### Task goal:
Go through the records and give each one again exactly.

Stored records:

────────

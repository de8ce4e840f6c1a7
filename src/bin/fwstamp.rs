//! Firmware version stamper (fwstamp) - Main binary entry point

use fwstamp::cli::args::{ArchiveArgs, Command, InjectArgs, ResolverArgs, parse_args};
use fwstamp::cli::output::{format_json, format_text};
use fwstamp::io::context::{read_context, read_or_init_context, write_context};
use fwstamp::services::archive::{ARTIFACT_PATTERN, register_archiver};
use fwstamp::services::inject::{clear_version_defines, version_define};
use fwstamp::{
    ArchiveOptions, ArchiveStatus, BuildContext, PostActionRegistry, VersionResolver, WaitPolicy,
};
use std::path::{Path, PathBuf};
use std::process;
use std::time::Duration;

fn main() {
    // Stage status goes through `log`; RUST_LOG overrides the default level
    // Example: RUST_LOG=debug fwstamp version
    env_logger::Builder::from_env(env_logger::Env::default().default_filter_or("info")).init();

    let args: Vec<String> = std::env::args().collect();

    if args.len() < 2 {
        print_help();
        return;
    }

    match args[1].as_str() {
        "--help" | "-h" => {
            print_help();
            return;
        }
        "--version" | "-v" => {
            print_version();
            return;
        }
        _ => {}
    }

    let cli_args = match parse_args(&args) {
        Ok(a) => a,
        Err(e) => {
            eprintln!("Error: {e}");
            eprintln!("Use --help for usage information");
            process::exit(2);
        }
    };

    let exit_code = match &cli_args.command {
        Command::Version(resolver_args) => handle_version(resolver_args),
        Command::Flag(flag_args) => {
            let resolved = build_resolver(&flag_args.resolver, None).resolve();
            println!("{}", version_define(&flag_args.symbol, &resolved.value));
            0
        }
        Command::Inject(inject_args) => handle_inject(inject_args),
        Command::Archive(archive_args) => handle_archive(archive_args),
    };

    process::exit(exit_code);
}

fn build_resolver(args: &ResolverArgs, default_repo: Option<&Path>) -> VersionResolver {
    let mut resolver = VersionResolver::new();
    if let Some(git) = &args.git {
        resolver = resolver.with_program(git);
    }
    if let Some(repo) = args.repo.as_deref().map(Path::new).or(default_repo) {
        resolver = resolver.in_dir(repo);
    }
    resolver
}

fn handle_version(args: &ResolverArgs) -> i32 {
    let resolved = build_resolver(args, None).resolve();
    println!("{}", resolved.value);
    0
}

fn exit_code_for(err: &fwstamp::Error) -> i32 {
    match err {
        fwstamp::Error::InvalidInput(_) => 2,
        _ => 4,
    }
}

fn handle_inject(args: &InjectArgs) -> i32 {
    let context_path = Path::new(&args.context);

    let loaded = read_or_init_context(context_path, || {
        let build_dir = args.build_dir.as_deref().ok_or_else(|| {
            fwstamp::Error::InvalidInput(
                "--build-dir is required when the context file does not exist".to_string(),
            )
        })?;
        Ok(BuildContext::new(
            args.project_dir.as_deref().unwrap_or("."),
            build_dir,
        ))
    });

    let mut ctx = match loaded {
        Ok(ctx) => ctx,
        Err(e) => {
            eprintln!("Error: {e}");
            return exit_code_for(&e);
        }
    };

    if let Some(dir) = &args.project_dir {
        ctx.project_dir = PathBuf::from(dir);
    }
    if let Some(dir) = &args.build_dir {
        ctx.build_dir = PathBuf::from(dir);
    }
    if let Some(name) = &args.prog_name {
        ctx.prog_name.clone_from(name);
    }
    for (key, value) in &args.options {
        ctx.set_option(key, value);
    }

    // A context reused from an earlier build must not keep that build's version
    clear_version_defines(&mut ctx, &args.symbol);
    let resolver = build_resolver(&args.resolver, Some(ctx.project_dir.as_path()));
    fwstamp::inject_version_flag(&mut ctx, &resolver, &args.symbol);

    if let Err(e) = write_context(context_path, &ctx) {
        eprintln!("Error: Failed to save build context: {e}");
        return 4;
    }

    0
}

fn handle_archive(args: &ArchiveArgs) -> i32 {
    let ctx = match read_context(Path::new(&args.context)) {
        Ok(ctx) => ctx,
        Err(e) => {
            eprintln!("Error: {e}");
            return exit_code_for(&e);
        }
    };

    let opts = ArchiveOptions {
        wait: args
            .wait_ms
            .map(|ms| WaitPolicy::for_total(Duration::from_millis(ms)))
            .unwrap_or_default(),
        symbol: args.symbol.clone(),
        export_dir: args.export_dir.as_ref().map(PathBuf::from),
    };

    let mut registry = PostActionRegistry::new();
    register_archiver(&mut registry, opts);

    let artifact = PathBuf::from(ctx.subst(ARTIFACT_PATTERN));
    let reports = registry.fire(&ctx, &artifact);

    let mut exit_code = 0;
    for report in &reports {
        if args.json {
            println!("{}", format_json(report));
        } else {
            print!("{}", format_text(report));
        }
        if args.strict && report.status != ArchiveStatus::Completed {
            exit_code = 3;
        }
    }

    exit_code
}

fn print_help() {
    println!("Firmware version stamper (fwstamp) - Git versions and archived firmware builds");
    println!();
    println!("USAGE:");
    println!("    fwstamp version [OPTIONS]");
    println!("    fwstamp flag [OPTIONS]");
    println!("    fwstamp inject --context <FILE> [OPTIONS]");
    println!("    fwstamp archive --context <FILE> [OPTIONS]");
    println!();
    println!("COMMANDS:");
    println!("    version   Print the version derived from `git describe`");
    println!("    flag      Print the version define for the compiler flag list");
    println!("    inject    Replace the version define in a build context file");
    println!("    archive   Copy the built firmware under a versioned, timestamped name");
    println!();
    println!("GLOBAL OPTIONS:");
    println!("    -h, --help                 Show this help message");
    println!("    -v, --version              Show version information");
    println!();
    println!("VERSION / FLAG OPTIONS:");
    println!("    --repo <DIR>              Checkout to describe (default: current directory)");
    println!("    --git <PROGRAM>           Revision-control executable (default: git)");
    println!("    --symbol <NAME>           Define name (flag only, default: FW_VERSION_STRING)");
    println!();
    println!("INJECT OPTIONS:");
    println!("    --context <FILE>          Build context JSON file (created if missing)");
    println!("    --project-dir <DIR>       Project root (default: .)");
    println!("    --build-dir <DIR>         Build output directory (required for a new context)");
    println!("    --progname <NAME>         Firmware program name (default: firmware)");
    println!("    --option <KEY=VALUE>      Set a project option (repeatable)");
    println!("    --symbol <NAME>           Define name (default: FW_VERSION_STRING)");
    println!("    --repo <DIR>, --git <PROGRAM>");
    println!();
    println!("ARCHIVE OPTIONS:");
    println!("    --context <FILE>          Build context JSON file (required)");
    println!("    --export-dir <DIR>        Extra destination (overrides custom_firmware_export_dir)");
    println!("                              Relative paths resolve against the project dir");
    println!("    --wait-ms <MS>            Wait up to MS for the firmware binary (default: 10000)");
    println!("    --symbol <NAME>           Define to read the version from");
    println!("    --json                    Emit machine-readable output");
    println!("    --strict                  Exit with 3 unless every copy succeeded");
    println!();
    println!("EXAMPLES:");
    println!("    fwstamp inject --context .pio/build/esp32/fwstamp.json --build-dir .pio/build/esp32");
    println!("    fwstamp archive --context .pio/build/esp32/fwstamp.json --export-dir /srv/firmware");
    println!("    build_flags = !fwstamp flag        (platformio.ini)");
}

fn print_version() {
    const VERSION: &str = env!("CARGO_PKG_VERSION");
    const GIT_DESCRIBE: &str = env!("FWSTAMP_GIT_DESCRIBE");
    const GIT_DATE: &str = env!("GIT_DATE");
    const BUILD_TARGET: &str = env!("BUILD_TARGET");

    println!("fwstamp {VERSION}");
    println!("Commit: {GIT_DESCRIBE} ({GIT_DATE})");
    println!("Target: {BUILD_TARGET}");

    #[cfg(debug_assertions)]
    println!("Build: debug");
    #[cfg(not(debug_assertions))]
    println!("Build: release");
}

────────

### Answer to this exercise:
repository de8ce4e840f6c1a7
filename src/bin/fwstamp.rs
//! Firmware version stamper (fwstamp) - Main binary entry point

use fwstamp::cli::args::{ArchiveArgs, Command, InjectArgs, ResolverArgs, parse_args};
use fwstamp::cli::output::{format_json, format_text};
use fwstamp::io::context::{read_context, read_or_init_context, write_context};
use fwstamp::services::archive::{ARTIFACT_PATTERN, register_archiver};
use fwstamp::services::inject::{clear_version_defines, version_define};
use fwstamp::{
    ArchiveOptions, ArchiveStatus, BuildContext, PostActionRegistry, VersionResolver, WaitPolicy,
};
use std::path::{Path, PathBuf};
use std::process;
use std::time::Duration;

fn main() {
    // Stage status goes through `log`; RUST_LOG overrides the default level
    // Example: RUST_LOG=debug fwstamp version
    env_logger::Builder::from_env(env_logger::Env::default().default_filter_or("info")).init();

    let args: Vec<String> = std::env::args().collect();

    if args.len() < 2 {
        print_help();
        return;
    }

    match args[1].as_str() {
        "--help" | "-h" => {
            print_help();
            return;
        }
        "--version" | "-v" => {
            print_version();
            return;
        }
        _ => {}
    }

    let cli_args = match parse_args(&args) {
        Ok(a) => a,
        Err(e) => {
            eprintln!("Error: {e}");
            eprintln!("Use --help for usage information");
            process::exit(2);
        }
    };

    let exit_code = match &cli_args.command {
        Command::Version(resolver_args) => handle_version(resolver_args),
        Command::Flag(flag_args) => {
            let resolved = build_resolver(&flag_args.resolver, None).resolve();
            println!("{}", version_define(&flag_args.symbol, &resolved.value));
            0
        }
        Command::Inject(inject_args) => handle_inject(inject_args),
        Command::Archive(archive_args) => handle_archive(archive_args),
    };

    process::exit(exit_code);
}

fn build_resolver(args: &ResolverArgs, default_repo: Option<&Path>) -> VersionResolver {
    let mut resolver = VersionResolver::new();
    if let Some(git) = &args.git {
        resolver = resolver.with_program(git);
    }
    if let Some(repo) = args.repo.as_deref().map(Path::new).or(default_repo) {
        resolver = resolver.in_dir(repo);
    }
    resolver
}

fn handle_version(args: &ResolverArgs) -> i32 {
    let resolved = build_resolver(args, None).resolve();
    println!("{}", resolved.value);
    0
}

fn exit_code_for(err: &fwstamp::Error) -> i32 {
    match err {
        fwstamp::Error::InvalidInput(_) => 2,
        _ => 4,
    }
}

fn handle_inject(args: &InjectArgs) -> i32 {
    let context_path = Path::new(&args.context);

    let loaded = read_or_init_context(context_path, || {
        let build_dir = args.build_dir.as_deref().ok_or_else(|| {
            fwstamp::Error::InvalidInput(
                "--build-dir is required when the context file does not exist".to_string(),
            )
        })?;
        Ok(BuildContext::new(
            args.project_dir.as_deref().unwrap_or("."),
            build_dir,
        ))
    });

    let mut ctx = match loaded {
        Ok(ctx) => ctx,
        Err(e) => {
            eprintln!("Error: {e}");
            return exit_code_for(&e);
        }
    };

    if let Some(dir) = &args.project_dir {
        ctx.project_dir = PathBuf::from(dir);
    }
    if let Some(dir) = &args.build_dir {
        ctx.build_dir = PathBuf::from(dir);
    }
    if let Some(name) = &args.prog_name {
        ctx.prog_name.clone_from(name);
    }
    for (key, value) in &args.options {
        ctx.set_option(key, value);
    }

    // A context reused from an earlier build must not keep that build's version
    clear_version_defines(&mut ctx, &args.symbol);
    let resolver = build_resolver(&args.resolver, Some(ctx.project_dir.as_path()));
    fwstamp::inject_version_flag(&mut ctx, &resolver, &args.symbol);

    if let Err(e) = write_context(context_path, &ctx) {
        eprintln!("Error: Failed to save build context: {e}");
        return 4;
    }

    0
}

fn handle_archive(args: &ArchiveArgs) -> i32 {
    let ctx = match read_context(Path::new(&args.context)) {
        Ok(ctx) => ctx,
        Err(e) => {
            eprintln!("Error: {e}");
            return exit_code_for(&e);
        }
    };

    let opts = ArchiveOptions {
        wait: args
            .wait_ms
            .map(|ms| WaitPolicy::for_total(Duration::from_millis(ms)))
            .unwrap_or_default(),
        symbol: args.symbol.clone(),
        export_dir: args.export_dir.as_ref().map(PathBuf::from),
    };

    let mut registry = PostActionRegistry::new();
    register_archiver(&mut registry, opts);

    let artifact = PathBuf::from(ctx.subst(ARTIFACT_PATTERN));
    let reports = registry.fire(&ctx, &artifact);

    let mut exit_code = 0;
    for report in &reports {
        if args.json {
            println!("{}", format_json(report));
        } else {
            print!("{}", format_text(report));
        }
        if args.strict && report.status != ArchiveStatus::Completed {
            exit_code = 3;
        }
    }

    exit_code
}

fn print_help() {
    println!("Firmware version stamper (fwstamp) - Git versions and archived firmware builds");
    println!();
    println!("USAGE:");
    println!("    fwstamp version [OPTIONS]");
    println!("    fwstamp flag [OPTIONS]");
    println!("    fwstamp inject --context <FILE> [OPTIONS]");
    println!("    fwstamp archive --context <FILE> [OPTIONS]");
    println!();
    println!("COMMANDS:");
    println!("    version   Print the version derived from `git describe`");
    println!("    flag      Print the version define for the compiler flag list");
    println!("    inject    Replace the version define in a build context file");
    println!("    archive   Copy the built firmware under a versioned, timestamped name");
    println!();
    println!("GLOBAL OPTIONS:");
    println!("    -h, --help                 Show this help message");
    println!("    -v, --version              Show version information");
    println!();
    println!("VERSION / FLAG OPTIONS:");
    println!("    --repo <DIR>              Checkout to describe (default: current directory)");
    println!("    --git <PROGRAM>           Revision-control executable (default: git)");
    println!("    --symbol <NAME>           Define name (flag only, default: FW_VERSION_STRING)");
    println!();
    println!("INJECT OPTIONS:");
    println!("    --context <FILE>          Build context JSON file (created if missing)");
    println!("    --project-dir <DIR>       Project root (default: .)");
    println!("    --build-dir <DIR>         Build output directory (required for a new context)");
    println!("    --progname <NAME>         Firmware program name (default: firmware)");
    println!("    --option <KEY=VALUE>      Set a project option (repeatable)");
    println!("    --symbol <NAME>           Define name (default: FW_VERSION_STRING)");
    println!("    --repo <DIR>, --git <PROGRAM>");
    println!();
    println!("ARCHIVE OPTIONS:");
    println!("    --context <FILE>          Build context JSON file (required)");
    println!("    --export-dir <DIR>        Extra destination (overrides custom_firmware_export_dir)");
    println!("                              Relative paths resolve against the project dir");
    println!("    --wait-ms <MS>            Wait up to MS for the firmware binary (default: 10000)");
    println!("    --symbol <NAME>           Define to read the version from");
    println!("    --json                    Emit machine-readable output");
    println!("    --strict                  Exit with 3 unless every copy succeeded");
    println!();
    println!("EXAMPLES:");
    println!("    fwstamp inject --context .pio/build/esp32/fwstamp.json --build-dir .pio/build/esp32");
    println!("    fwstamp archive --context .pio/build/esp32/fwstamp.json --export-dir /srv/firmware");
    println!("    build_flags = !fwstamp flag        (platformio.ini)");
}

fn print_version() {
    const VERSION: &str = env!("CARGO_PKG_VERSION");
    const GIT_DESCRIBE: &str = env!("FWSTAMP_GIT_DESCRIBE");
    const GIT_DATE: &str = env!("GIT_DATE");
    const BUILD_TARGET: &str = env!("BUILD_TARGET");

    println!("fwstamp {VERSION}");
    println!("Commit: {GIT_DESCRIBE} ({GIT_DATE})");
    println!("Target: {BUILD_TARGET}");

    #[cfg(debug_assertions)]
    println!("Build: debug");
    #[cfg(not(debug_assertions))]
    println!("Build: release");
}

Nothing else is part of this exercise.